With both ends included, repeat exactly the lines of the entries below from the one containing "let mut state = NoformatState::AwaitBegin;" down to the one containing "count += 1;", and no others.
------ INFORMATION SUPPLIED ------
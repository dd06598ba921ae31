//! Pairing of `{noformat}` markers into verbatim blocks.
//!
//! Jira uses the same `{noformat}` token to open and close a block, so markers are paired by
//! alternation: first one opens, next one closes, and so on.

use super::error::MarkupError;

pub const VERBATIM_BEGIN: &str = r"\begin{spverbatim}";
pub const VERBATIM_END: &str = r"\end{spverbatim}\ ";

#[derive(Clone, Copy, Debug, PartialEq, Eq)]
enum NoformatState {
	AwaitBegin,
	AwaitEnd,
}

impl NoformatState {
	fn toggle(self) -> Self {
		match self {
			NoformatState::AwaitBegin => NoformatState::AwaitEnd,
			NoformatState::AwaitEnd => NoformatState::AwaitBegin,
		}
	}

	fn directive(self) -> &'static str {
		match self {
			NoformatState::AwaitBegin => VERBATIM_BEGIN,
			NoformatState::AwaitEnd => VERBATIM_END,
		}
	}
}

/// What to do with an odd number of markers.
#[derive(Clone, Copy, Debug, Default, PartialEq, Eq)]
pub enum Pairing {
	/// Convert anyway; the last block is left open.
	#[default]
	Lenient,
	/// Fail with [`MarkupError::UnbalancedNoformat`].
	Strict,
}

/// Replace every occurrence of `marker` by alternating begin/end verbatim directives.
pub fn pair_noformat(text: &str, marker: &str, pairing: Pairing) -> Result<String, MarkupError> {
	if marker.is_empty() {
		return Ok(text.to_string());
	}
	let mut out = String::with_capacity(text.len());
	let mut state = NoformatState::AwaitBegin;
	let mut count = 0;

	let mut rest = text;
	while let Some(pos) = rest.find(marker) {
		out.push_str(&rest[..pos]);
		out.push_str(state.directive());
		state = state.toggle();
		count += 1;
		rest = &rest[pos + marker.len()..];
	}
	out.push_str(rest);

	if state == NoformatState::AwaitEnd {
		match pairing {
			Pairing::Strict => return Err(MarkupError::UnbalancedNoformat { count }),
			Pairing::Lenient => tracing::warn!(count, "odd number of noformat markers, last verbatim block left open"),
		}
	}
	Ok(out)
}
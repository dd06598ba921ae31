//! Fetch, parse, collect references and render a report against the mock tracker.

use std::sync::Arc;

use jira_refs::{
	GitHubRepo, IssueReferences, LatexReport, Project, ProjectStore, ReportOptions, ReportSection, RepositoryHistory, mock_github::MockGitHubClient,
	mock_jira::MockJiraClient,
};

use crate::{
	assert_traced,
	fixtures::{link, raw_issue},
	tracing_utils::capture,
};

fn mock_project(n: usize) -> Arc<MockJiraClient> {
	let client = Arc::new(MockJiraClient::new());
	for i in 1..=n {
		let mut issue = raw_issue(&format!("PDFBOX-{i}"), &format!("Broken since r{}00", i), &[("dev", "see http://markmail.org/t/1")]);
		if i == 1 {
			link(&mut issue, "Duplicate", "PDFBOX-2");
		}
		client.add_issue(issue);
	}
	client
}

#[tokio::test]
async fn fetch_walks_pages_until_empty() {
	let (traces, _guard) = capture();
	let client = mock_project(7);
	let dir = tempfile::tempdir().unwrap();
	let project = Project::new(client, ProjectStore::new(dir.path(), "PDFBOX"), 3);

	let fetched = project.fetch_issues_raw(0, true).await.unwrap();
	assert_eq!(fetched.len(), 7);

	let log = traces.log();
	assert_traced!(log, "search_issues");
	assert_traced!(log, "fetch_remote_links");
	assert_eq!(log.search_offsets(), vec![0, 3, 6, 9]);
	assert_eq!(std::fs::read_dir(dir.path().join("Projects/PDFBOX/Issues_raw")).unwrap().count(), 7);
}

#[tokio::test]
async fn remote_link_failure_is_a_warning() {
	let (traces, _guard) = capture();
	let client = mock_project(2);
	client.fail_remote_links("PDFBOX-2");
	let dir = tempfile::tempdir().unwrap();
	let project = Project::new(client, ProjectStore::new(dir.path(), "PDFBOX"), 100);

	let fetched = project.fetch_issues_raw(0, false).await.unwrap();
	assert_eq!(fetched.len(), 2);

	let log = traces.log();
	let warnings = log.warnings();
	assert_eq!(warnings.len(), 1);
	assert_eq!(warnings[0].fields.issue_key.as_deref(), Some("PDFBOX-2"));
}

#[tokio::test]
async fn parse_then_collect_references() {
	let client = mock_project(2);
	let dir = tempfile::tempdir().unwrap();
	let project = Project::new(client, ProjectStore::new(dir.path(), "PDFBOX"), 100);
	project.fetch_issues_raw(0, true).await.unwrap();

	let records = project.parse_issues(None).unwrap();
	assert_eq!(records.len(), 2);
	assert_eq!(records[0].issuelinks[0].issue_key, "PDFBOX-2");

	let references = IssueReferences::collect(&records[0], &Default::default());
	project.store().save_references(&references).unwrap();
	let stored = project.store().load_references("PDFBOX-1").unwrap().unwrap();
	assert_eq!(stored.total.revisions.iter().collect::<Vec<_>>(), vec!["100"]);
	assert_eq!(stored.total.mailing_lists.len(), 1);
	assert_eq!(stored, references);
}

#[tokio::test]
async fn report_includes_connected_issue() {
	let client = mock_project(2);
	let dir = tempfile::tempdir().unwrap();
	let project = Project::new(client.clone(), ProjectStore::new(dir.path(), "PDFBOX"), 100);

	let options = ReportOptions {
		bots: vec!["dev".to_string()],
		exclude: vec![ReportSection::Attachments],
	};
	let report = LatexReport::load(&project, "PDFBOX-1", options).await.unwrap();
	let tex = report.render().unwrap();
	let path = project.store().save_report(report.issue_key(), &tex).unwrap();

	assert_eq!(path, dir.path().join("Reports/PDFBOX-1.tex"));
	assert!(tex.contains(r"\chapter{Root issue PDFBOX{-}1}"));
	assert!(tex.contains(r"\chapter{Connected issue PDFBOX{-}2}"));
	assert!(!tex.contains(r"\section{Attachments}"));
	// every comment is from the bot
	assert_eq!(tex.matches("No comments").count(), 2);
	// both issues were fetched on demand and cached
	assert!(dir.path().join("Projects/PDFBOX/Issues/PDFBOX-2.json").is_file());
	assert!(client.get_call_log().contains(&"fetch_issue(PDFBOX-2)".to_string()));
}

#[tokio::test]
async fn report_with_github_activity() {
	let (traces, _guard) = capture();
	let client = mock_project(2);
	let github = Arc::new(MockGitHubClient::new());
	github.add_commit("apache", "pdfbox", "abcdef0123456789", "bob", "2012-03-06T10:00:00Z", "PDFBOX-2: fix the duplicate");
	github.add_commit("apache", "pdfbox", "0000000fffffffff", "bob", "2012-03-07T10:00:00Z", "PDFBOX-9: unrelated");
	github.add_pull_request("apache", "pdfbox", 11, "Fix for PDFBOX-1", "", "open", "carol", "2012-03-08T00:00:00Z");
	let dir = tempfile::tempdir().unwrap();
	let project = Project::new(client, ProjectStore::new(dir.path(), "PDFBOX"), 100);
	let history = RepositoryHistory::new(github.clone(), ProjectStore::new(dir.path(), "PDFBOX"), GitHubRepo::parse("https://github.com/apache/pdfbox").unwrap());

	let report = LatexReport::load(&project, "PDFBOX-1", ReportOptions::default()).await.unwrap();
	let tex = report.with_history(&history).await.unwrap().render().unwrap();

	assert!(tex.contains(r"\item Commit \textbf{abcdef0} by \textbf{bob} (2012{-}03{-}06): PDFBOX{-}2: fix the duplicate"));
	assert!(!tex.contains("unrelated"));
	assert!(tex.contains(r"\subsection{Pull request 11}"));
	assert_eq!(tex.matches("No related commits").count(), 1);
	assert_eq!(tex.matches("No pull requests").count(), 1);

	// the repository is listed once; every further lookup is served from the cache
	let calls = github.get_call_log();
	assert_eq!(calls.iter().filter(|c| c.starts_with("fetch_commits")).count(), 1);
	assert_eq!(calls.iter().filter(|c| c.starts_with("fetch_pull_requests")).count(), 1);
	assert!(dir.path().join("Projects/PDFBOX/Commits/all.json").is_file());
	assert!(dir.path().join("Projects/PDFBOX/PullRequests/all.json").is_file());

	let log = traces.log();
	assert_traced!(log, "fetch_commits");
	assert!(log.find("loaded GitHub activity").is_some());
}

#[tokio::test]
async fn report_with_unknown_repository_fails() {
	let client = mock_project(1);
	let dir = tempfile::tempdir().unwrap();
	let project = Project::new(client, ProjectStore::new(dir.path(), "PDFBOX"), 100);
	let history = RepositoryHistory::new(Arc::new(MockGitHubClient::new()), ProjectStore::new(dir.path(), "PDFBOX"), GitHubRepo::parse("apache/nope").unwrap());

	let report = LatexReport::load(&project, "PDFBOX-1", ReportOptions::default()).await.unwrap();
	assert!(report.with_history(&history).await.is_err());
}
------
## WRITTEN RESPONSE
	let mut state = NoformatState::AwaitBegin;
	let mut count = 0;

	let mut rest = text;
	while let Some(pos) = rest.find(marker) {
		out.push_str(&rest[..pos]);
		out.push_str(state.directive());
		state = state.toggle();
		count += 1;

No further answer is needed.